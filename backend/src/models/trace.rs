//! Per-run trace
//!
//! Everything the single-run driver records: the event log, one buffer-level
//! sample per step, tool availability per step, and the work-availability
//! flags the tool work rate is computed from. A trace lives from the start of
//! a run until it has been analyzed.

use std::collections::BTreeMap;

use serde::{Deserialize, Serialize};

use crate::line::Buffer;
use crate::models::event::EventLog;

#[derive(Debug, Clone, PartialEq, Serialize, Deserialize)]
pub struct RunTrace {
    /// Every firing, in order
    pub events: EventLog,

    /// Level of each buffer at the start of every step
    pub buffer_levels: BTreeMap<Buffer, Vec<u32>>,

    /// Whether the tool was in service at the start of every step
    pub tool_state: Vec<bool>,

    /// One entry per `work` firing (the tool availability sampled at the
    /// start of that step) and one `false` per hazard occupation
    ///
    /// The hazard entries carry no information about `work`; they are kept so
    /// the tool work rate matches the established statistics.
    pub work_when_tool_available: Vec<bool>,
}

impl RunTrace {
    /// Empty trace with room for `num_steps` samples
    pub fn with_capacity(num_steps: usize) -> Self {
        Self {
            events: EventLog::new(),
            buffer_levels: Buffer::ALL
                .into_iter()
                .map(|b| (b, Vec::with_capacity(num_steps)))
                .collect(),
            tool_state: Vec::with_capacity(num_steps),
            work_when_tool_available: Vec::new(),
        }
    }

    /// Record the start-of-step sample
    pub fn record_step(&mut self, levels: [u32; 3], tool_available: bool) {
        for (buffer, level) in Buffer::ALL.into_iter().zip(levels) {
            self.buffer_levels.entry(buffer).or_default().push(level);
        }
        self.tool_state.push(tool_available);
    }

    /// Number of recorded steps
    pub fn num_samples(&self) -> usize {
        self.tool_state.len()
    }

    /// Samples of one buffer (empty if never recorded)
    pub fn levels(&self, buffer: Buffer) -> &[u32] {
        self.buffer_levels
            .get(&buffer)
            .map(Vec::as_slice)
            .unwrap_or(&[])
    }

    /// Steps at which the tool was out of service
    pub fn unavailable_steps(&self) -> usize {
        self.tool_state.iter().filter(|&&available| !available).count()
    }
}
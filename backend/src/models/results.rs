//! Run and aggregate statistics
//!
//! [`RunResult`] summarizes one trace; [`AggregateResult`] is what the Monte
//! Carlo aggregator hands to callers (CLI, Python bindings).

use std::collections::BTreeMap;

use serde::{Deserialize, Serialize};

use crate::line::Buffer;

/// How often the tool was taken out of service, and for how long
#[derive(Debug, Clone, Copy, PartialEq, Default, Serialize, Deserialize)]
pub struct ToolUnavailability {
    /// Hazard occupations per simulated hour
    pub frequency_per_hour: f64,

    /// Unavailable steps per occupation (0 when the tool was never occupied)
    pub mean_duration: f64,
}

/// Statistics of a single run
#[derive(Debug, Clone, PartialEq, Serialize, Deserialize)]
pub struct RunResult {
    /// `produce` firings per hour
    pub production_rate: f64,

    /// `work` firings with the tool available, per hour
    pub tool_work_rate: f64,

    /// `process1` + `process2` firings per hour
    pub post_processing_rate: f64,

    pub tool_unavailable_stats: ToolUnavailability,

    /// Peak level of each buffer
    pub buffer_sizes: BTreeMap<Buffer, u32>,
}

/// Cross-run summary
///
/// Rates are means over runs. Buffer sizes are the ceiling of the 95th
/// percentile of per-run peaks, a conservative capacity rather than an
/// average. Buffer levels are the per-step mean over runs.
#[derive(Debug, Clone, PartialEq, Serialize, Deserialize)]
pub struct AggregateResult {
    pub production_rate: f64,
    pub tool_work_rate: f64,
    pub post_processing_rate: f64,
    pub tool_unavailable_stats: ToolUnavailability,

    /// Recommended capacity of each buffer
    pub buffer_sizes: BTreeMap<Buffer, u32>,

    /// Mean level of each buffer at every step
    pub buffer_levels: BTreeMap<Buffer, Vec<f64>>,

    /// Runs aggregated
    pub num_simulations: usize,

    /// Seconds simulated per run
    pub simulation_duration: f64,

    /// Seed the per-run generators were derived from
    pub base_seed: u64,
}

impl AggregateResult {
    /// Largest recommended buffer size
    pub fn max_buffer_size(&self) -> u32 {
        self.buffer_sizes.values().copied().max().unwrap_or(0)
    }

    /// Recommended size of one buffer
    pub fn buffer_size(&self, buffer: Buffer) -> u32 {
        self.buffer_sizes.get(&buffer).copied().unwrap_or(0)
    }
}
//! Type conversion utilities for FFI boundary
//!
//! Converts between Rust records and Python dicts.

use std::collections::BTreeMap;

use pyo3::prelude::*;
use pyo3::types::PyDict;

use crate::config::{TransitionConfig, TransitionParams};
use crate::line::TransitionKind;
use crate::models::AggregateResult;

// ========================================================================
// PyDict Extraction Helpers
// ========================================================================

/// Extract a field with a default value if missing.
///
/// # Errors
/// Returns error only if type conversion fails (not if field is missing)
fn extract_with_default<'py, T>(dict: &Bound<'py, PyDict>, key: &str, default: T) -> PyResult<T>
where
    T: FromPyObject<'py>,
{
    match dict.get_item(key)? {
        Some(value) => value.extract(),
        None => Ok(default),
    }
}

// ========================================================================
// Configuration Parsers
// ========================================================================

/// Convert a `{"mean_time": .., "time_sd": ..}` dict, defaulting each field
fn parse_transition_params(
    dict: &Bound<'_, PyDict>,
    default: TransitionParams,
) -> PyResult<TransitionParams> {
    Ok(TransitionParams {
        mean_time: extract_with_default(dict, "mean_time", default.mean_time)?,
        time_sd: extract_with_default(dict, "time_sd", default.time_sd)?,
    })
}

/// Convert Python dict to TransitionConfig
///
/// Transition entries are keyed by transition name; omitted entries and
/// fields keep their defaults.
pub fn parse_transition_config(py_config: &Bound<'_, PyDict>) -> PyResult<TransitionConfig> {
    let defaults = TransitionConfig::default();
    let mut config = defaults.clone();

    for kind in TransitionKind::ALL {
        if let Some(item) = py_config.get_item(kind.name())? {
            let params_dict = item.downcast_into::<PyDict>()?;
            let params = parse_transition_params(&params_dict, *defaults.params(kind))?;
            match kind {
                TransitionKind::Produce => config.produce = params,
                TransitionKind::Work => config.work = params,
                TransitionKind::Process1 => config.process1 = params,
                TransitionKind::Process2 => config.process2 = params,
                TransitionKind::ToolOccupy => config.tool_occupy = params,
                TransitionKind::ToolRelease => config.tool_release = params,
            }
        }
    }

    config.tool_occupied_ratio =
        extract_with_default(py_config, "tool_occupied_ratio", defaults.tool_occupied_ratio)?;
    config.tool_occupied_ratio_decay_rate = extract_with_default(
        py_config,
        "tool_occupied_ratio_decay_rate",
        defaults.tool_occupied_ratio_decay_rate,
    )?;

    Ok(config)
}

// ========================================================================
// Result Conversion
// ========================================================================

/// Convert an AggregateResult to a Python dict
pub fn aggregate_result_to_py<'py>(
    py: Python<'py>,
    result: &AggregateResult,
) -> PyResult<Bound<'py, PyDict>> {
    let dict = PyDict::new(py);

    dict.set_item("production_rate", result.production_rate)?;
    dict.set_item("tool_work_rate", result.tool_work_rate)?;
    dict.set_item("post_processing_rate", result.post_processing_rate)?;
    dict.set_item(
        "tool_unavailable_stats",
        (
            result.tool_unavailable_stats.frequency_per_hour,
            result.tool_unavailable_stats.mean_duration,
        ),
    )?;

    let buffer_sizes: BTreeMap<String, u32> = result
        .buffer_sizes
        .iter()
        .map(|(b, &size)| (b.name().to_string(), size))
        .collect();
    dict.set_item("buffer_sizes", buffer_sizes)?;

    let buffer_levels: BTreeMap<String, Vec<f64>> = result
        .buffer_levels
        .iter()
        .map(|(b, levels)| (b.name().to_string(), levels.clone()))
        .collect();
    dict.set_item("buffer_levels", buffer_levels)?;

    dict.set_item("num_simulations", result.num_simulations)?;
    dict.set_item("simulation_duration", result.simulation_duration)?;
    dict.set_item("base_seed", result.base_seed)?;

    Ok(dict)
}
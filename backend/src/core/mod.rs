//! Core simulation infrastructure

pub mod time;
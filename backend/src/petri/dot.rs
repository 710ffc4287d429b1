//! Graphviz DOT rendering of a network
//!
//! Places are drawn as filled circles labelled with their token count,
//! transitions as rectangles, arcs as edges labelled with their cost.

use std::fmt::Write;

use super::PetriNet;

impl PetriNet {
    /// Render the network and its current marking as a DOT digraph
    ///
    /// # Example
    /// ```
    /// use production_line_sim_core::petri::demo_net;
    ///
    /// let dot = demo_net().unwrap().to_dot();
    /// assert!(dot.starts_with("digraph"));
    /// assert!(dot.contains("\"p1\" -> \"t1\" [label=\"1\"]"));
    /// ```
    pub fn to_dot(&self) -> String {
        let mut out = String::new();
        // Writing into a String cannot fail.
        let _ = writeln!(out, "digraph \"{}\" {{", escape(self.name()));

        for place in self.places() {
            let _ = writeln!(
                out,
                "    \"{name}\" [shape=circle, style=filled, fillcolor=yellow, fixedsize=true, width=1.5, height=1.5, label=\"{name}\\n{tokens}\"];",
                name = escape(place.name()),
                tokens = place.tokens()
            );
        }

        for transition in self.transitions() {
            let t_name = escape(transition.name());
            let _ = writeln!(out, "    \"{}\" [shape=rectangle];", t_name);
            for arc in transition.input_arcs() {
                let _ = writeln!(
                    out,
                    "    \"{}\" -> \"{}\" [label=\"{}\"];",
                    escape(self.place(arc.place).name()),
                    t_name,
                    arc.cost
                );
            }
            for arc in transition.output_arcs() {
                let _ = writeln!(
                    out,
                    "    \"{}\" -> \"{}\" [label=\"{}\"];",
                    t_name,
                    escape(self.place(arc.place).name()),
                    arc.cost
                );
            }
        }

        out.push_str("}\n");
        out
    }
}

fn escape(name: &str) -> String {
    name.replace('\\', "\\\\").replace('"', "\\\"")
}
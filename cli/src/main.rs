//! Command-line runner for the production line simulator

mod report;

use std::path::PathBuf;
use std::process::ExitCode;

use clap::{Parser, Subcommand, ValueEnum};
use thiserror::Error;
use tracing_subscriber::EnvFilter;

use production_line_sim_core::config::{ConfigError, SimulationConfig};
use production_line_sim_core::core::time::SECONDS_PER_HOUR;
use production_line_sim_core::petri::{demo_net, PetriNetError, DEMO_SEQUENCE};
use production_line_sim_core::{run_simulation, ProductionLine, SimulationError};

#[derive(Parser, Debug)]
#[command(author, version, about, long_about = None)]
struct Cli {
    /// Log debug output (overridden by RUST_LOG)
    #[arg(short, long, global = true)]
    verbose: bool,

    #[command(subcommand)]
    command: Command,
}

#[derive(Subcommand, Debug)]
enum Command {
    /// Run a Monte Carlo study and print the aggregate statistics
    Run {
        /// JSON configuration file; defaults are used for anything omitted
        #[arg(short, long)]
        config: Option<PathBuf>,

        /// Number of independent runs
        #[arg(short = 'n', long)]
        runs: Option<usize>,

        /// Simulated hours per run
        #[arg(long, conflicts_with = "duration")]
        hours: Option<f64>,

        /// Simulated seconds per run
        #[arg(long)]
        duration: Option<f64>,

        /// Base seed for reproducible runs
        #[arg(short, long)]
        seed: Option<u64>,

        #[arg(short, long, value_enum, default_value_t = OutputFormat::Text)]
        format: OutputFormat,
    },

    /// Replay the demo firing script against the demo network
    Selftest,

    /// Print a network in Graphviz DOT format
    Dot {
        /// Print the demo network instead of the production line
        #[arg(long)]
        demo: bool,
    },
}

#[derive(Clone, Copy, Debug, ValueEnum)]
enum OutputFormat {
    Text,
    Json,
}

#[derive(Debug, Error)]
enum CliError {
    #[error(transparent)]
    Config(#[from] ConfigError),

    #[error(transparent)]
    Simulation(#[from] SimulationError),

    #[error(transparent)]
    Topology(#[from] PetriNetError),

    #[error("Failed to encode report: {0}")]
    Json(#[from] serde_json::Error),
}

fn main() -> ExitCode {
    let cli = Cli::parse();
    init_logging(cli.verbose);

    match execute(cli.command) {
        Ok(()) => ExitCode::SUCCESS,
        Err(e) => {
            eprintln!("error: {}", e);
            ExitCode::FAILURE
        }
    }
}

fn init_logging(verbose: bool) {
    let default_level = if verbose { "debug" } else { "info" };
    let filter =
        EnvFilter::try_from_default_env().unwrap_or_else(|_| EnvFilter::new(default_level));

    tracing_subscriber::fmt()
        .with_env_filter(filter)
        .with_writer(std::io::stderr)
        .init();
}

fn execute(command: Command) -> Result<(), CliError> {
    match command {
        Command::Run {
            config,
            runs,
            hours,
            duration,
            seed,
            format,
        } => {
            let mut config = match config {
                Some(path) => {
                    let loaded = SimulationConfig::from_path(&path)?;
                    tracing::info!(path = %path.display(), "loaded configuration");
                    loaded
                }
                None => SimulationConfig::default(),
            };
            if let Some(runs) = runs {
                config.num_simulations = runs;
            }
            if let Some(hours) = hours {
                config.simulation_duration = hours * SECONDS_PER_HOUR;
            }
            if let Some(duration) = duration {
                config.simulation_duration = duration;
            }
            if seed.is_some() {
                config.rng_seed = seed;
            }

            let config_hash = config.config_hash()?;
            let result = run_simulation(&config)?;

            match format {
                OutputFormat::Text => print!("{}", report::render_text(&result, &config_hash)),
                OutputFormat::Json => {
                    let doc = report::render_json(&config, &config_hash, &result)?;
                    println!("{}", doc);
                }
            }
        }
        Command::Selftest => {
            let mut net = demo_net()?;
            for outcome in net.run(&DEMO_SEQUENCE)? {
                if outcome.fired {
                    println!("{} fired!", outcome.transition);
                } else {
                    println!("{} did not fire.", outcome.transition);
                }
            }
        }
        Command::Dot { demo } => {
            let dot = if demo {
                demo_net()?.to_dot()
            } else {
                ProductionLine::new()?.net().to_dot()
            };
            print!("{}", dot);
        }
    }
    Ok(())
}
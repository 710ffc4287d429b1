//! Deterministic random number generation
//!
//! Uses ChaCha8 for fast, portable, seedable random number generation.
//! CRITICAL: All randomness in the simulator MUST go through this module.

mod chacha;

pub use chacha::{entropy_seed, RngManager};
//! Python bindings (feature `pyo3`)
//!
//! Exposes the Monte Carlo entry point to Python. The boundary is kept
//! minimal: a configuration dict goes in, an aggregate-result dict comes out.

pub mod simulation;
mod types;
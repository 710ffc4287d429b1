//! Production line topology
//!
//! The fixed eight-place / six-transition network the simulator runs:
//!
//! ```text
//! produce:      production            -> production, buffer1
//! work:         buffer1, tool         -> tool, buffer2, buffer3
//! process1:     buffer2, robot1       -> robot1
//! process2:     buffer3, robot2       -> robot2
//! tool_occupy:  tool                  -> tool_occupied
//! tool_release: tool_occupied         -> tool
//! ```
//!
//! `production` regenerates itself (an unbounded upstream source), `work`
//! hands the tool straight back, and each robot is a single-capacity
//! resource. Every arc has cost 1.

use std::fmt;

use serde::{Deserialize, Serialize};

use crate::petri::{Arc, Marking, PetriNet, PetriNetError, PlaceId, TransitionId};

/// The six transitions of the production line
#[derive(Debug, Clone, Copy, PartialEq, Eq, Hash, PartialOrd, Ord, Serialize, Deserialize)]
#[serde(rename_all = "snake_case")]
pub enum TransitionKind {
    Produce,
    Work,
    Process1,
    Process2,
    ToolOccupy,
    ToolRelease,
}

impl TransitionKind {
    /// All transitions, in network order
    pub const ALL: [TransitionKind; 6] = [
        TransitionKind::Produce,
        TransitionKind::Work,
        TransitionKind::Process1,
        TransitionKind::Process2,
        TransitionKind::ToolOccupy,
        TransitionKind::ToolRelease,
    ];

    /// Per-step attempt order of the deterministic transitions
    ///
    /// `tool_release` goes first so a returning tool can be used by `work` in
    /// the same step; the rest follow the flow of material. Changing this
    /// order changes the statistics.
    pub const FIRING_ORDER: [TransitionKind; 5] = [
        TransitionKind::ToolRelease,
        TransitionKind::Produce,
        TransitionKind::Work,
        TransitionKind::Process1,
        TransitionKind::Process2,
    ];

    pub fn name(self) -> &'static str {
        match self {
            TransitionKind::Produce => "produce",
            TransitionKind::Work => "work",
            TransitionKind::Process1 => "process1",
            TransitionKind::Process2 => "process2",
            TransitionKind::ToolOccupy => "tool_occupy",
            TransitionKind::ToolRelease => "tool_release",
        }
    }

    fn index(self) -> usize {
        self as usize
    }
}

impl fmt::Display for TransitionKind {
    fn fmt(&self, f: &mut fmt::Formatter<'_>) -> fmt::Result {
        f.write_str(self.name())
    }
}

/// Work-in-process buffers whose levels are traced
#[derive(Debug, Clone, Copy, PartialEq, Eq, Hash, PartialOrd, Ord, Serialize, Deserialize)]
#[serde(rename_all = "snake_case")]
pub enum Buffer {
    Buffer1,
    Buffer2,
    Buffer3,
}

impl Buffer {
    pub const ALL: [Buffer; 3] = [Buffer::Buffer1, Buffer::Buffer2, Buffer::Buffer3];

    pub fn name(self) -> &'static str {
        match self {
            Buffer::Buffer1 => "buffer1",
            Buffer::Buffer2 => "buffer2",
            Buffer::Buffer3 => "buffer3",
        }
    }
}

impl fmt::Display for Buffer {
    fn fmt(&self, f: &mut fmt::Formatter<'_>) -> fmt::Result {
        f.write_str(self.name())
    }
}

/// Place handles of the production network
#[derive(Debug, Clone, Copy)]
pub struct LinePlaces {
    pub production: PlaceId,
    pub buffer1: PlaceId,
    pub tool: PlaceId,
    pub tool_occupied: PlaceId,
    pub buffer2: PlaceId,
    pub buffer3: PlaceId,
    pub robot1: PlaceId,
    pub robot2: PlaceId,
}

/// The production network together with its initial marking
///
/// Owned by one simulation instance and reset before every run; parallel
/// runs each need their own clone.
///
/// # Example
/// ```
/// use production_line_sim_core::line::{Buffer, ProductionLine, TransitionKind};
///
/// let mut line = ProductionLine::new().unwrap();
/// assert!(line.fire(TransitionKind::Produce));
/// assert_eq!(line.buffer_level(Buffer::Buffer1), 1);
///
/// line.reset();
/// assert_eq!(line.buffer_level(Buffer::Buffer1), 0);
/// ```
#[derive(Debug, Clone)]
pub struct ProductionLine {
    net: PetriNet,
    places: LinePlaces,
    transitions: [TransitionId; 6],
    initial_marking: Marking,
}

impl ProductionLine {
    /// Build the network at its initial marking
    ///
    /// production = robot1 = robot2 = tool = 1, everything else empty.
    pub fn new() -> Result<Self, PetriNetError> {
        let mut net = PetriNet::new("Production");

        let places = LinePlaces {
            production: net.add_place("production", 1)?,
            buffer1: net.add_place("buffer1", 0)?,
            tool: net.add_place("tool", 1)?,
            tool_occupied: net.add_place("tool_occupied", 0)?,
            buffer2: net.add_place("buffer2", 0)?,
            buffer3: net.add_place("buffer3", 0)?,
            robot1: net.add_place("robot1", 1)?,
            robot2: net.add_place("robot2", 1)?,
        };

        let p = places;
        let transitions = [
            net.add_transition(
                TransitionKind::Produce.name(),
                vec![Arc::new(p.production, 1)],
                vec![Arc::new(p.production, 1), Arc::new(p.buffer1, 1)],
            )?,
            net.add_transition(
                TransitionKind::Work.name(),
                vec![Arc::new(p.buffer1, 1), Arc::new(p.tool, 1)],
                vec![
                    Arc::new(p.tool, 1),
                    Arc::new(p.buffer2, 1),
                    Arc::new(p.buffer3, 1),
                ],
            )?,
            net.add_transition(
                TransitionKind::Process1.name(),
                vec![Arc::new(p.buffer2, 1), Arc::new(p.robot1, 1)],
                vec![Arc::new(p.robot1, 1)],
            )?,
            net.add_transition(
                TransitionKind::Process2.name(),
                vec![Arc::new(p.buffer3, 1), Arc::new(p.robot2, 1)],
                vec![Arc::new(p.robot2, 1)],
            )?,
            net.add_transition(
                TransitionKind::ToolOccupy.name(),
                vec![Arc::new(p.tool, 1)],
                vec![Arc::new(p.tool_occupied, 1)],
            )?,
            net.add_transition(
                TransitionKind::ToolRelease.name(),
                vec![Arc::new(p.tool_occupied, 1)],
                vec![Arc::new(p.tool, 1)],
            )?,
        ];

        let initial_marking = net.marking();
        Ok(Self {
            net,
            places,
            transitions,
            initial_marking,
        })
    }

    pub fn net(&self) -> &PetriNet {
        &self.net
    }

    pub fn places(&self) -> &LinePlaces {
        &self.places
    }

    pub fn initial_marking(&self) -> &Marking {
        &self.initial_marking
    }

    /// Restore the initial marking
    pub fn reset(&mut self) {
        self.net.set_marking(&self.initial_marking);
    }

    pub fn transition_id(&self, kind: TransitionKind) -> TransitionId {
        self.transitions[kind.index()]
    }

    pub fn buffer_place(&self, buffer: Buffer) -> PlaceId {
        match buffer {
            Buffer::Buffer1 => self.places.buffer1,
            Buffer::Buffer2 => self.places.buffer2,
            Buffer::Buffer3 => self.places.buffer3,
        }
    }

    pub fn buffer_level(&self, buffer: Buffer) -> u32 {
        self.net.tokens(self.buffer_place(buffer))
    }

    /// Whether the tool is in service (at least one token on `tool`)
    pub fn tool_available(&self) -> bool {
        self.net.tokens(self.places.tool) >= 1
    }

    pub fn is_enabled(&self, kind: TransitionKind) -> bool {
        self.net.is_enabled(self.transition_id(kind))
    }

    pub fn fire(&mut self, kind: TransitionKind) -> bool {
        let id = self.transition_id(kind);
        self.net.fire(id)
    }
}

#[cfg(test)]
mod tests {
    use super::*;

    #[test]
    fn test_transition_ids_follow_kind_order() {
        let line = ProductionLine::new().unwrap();
        for kind in TransitionKind::ALL {
            let id = line.transition_id(kind);
            assert_eq!(line.net().transition(id).name(), kind.name());
        }
    }

    #[test]
    fn test_buffer_names_match_places() {
        let line = ProductionLine::new().unwrap();
        for buffer in Buffer::ALL {
            assert_eq!(line.net().place(line.buffer_place(buffer)).name(), buffer.name());
        }
    }

    #[test]
    fn test_serde_names_match_display() {
        for kind in TransitionKind::ALL {
            let json = serde_json::to_string(&kind).unwrap();
            assert_eq!(json, format!("\"{}\"", kind));
        }
        for buffer in Buffer::ALL {
            let json = serde_json::to_string(&buffer).unwrap();
            assert_eq!(json, format!("\"{}\"", buffer));
        }
    }
}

##########

WHAT THE TASK ASKS: Please copy every line of the material that contains the word "goes".

RESPONSE TO THE EXERCISE:
//! minimal: a configuration dict goes in, an aggregate-result dict comes out.
    /// `tool_release` goes first so a returning tool can be used by `work` in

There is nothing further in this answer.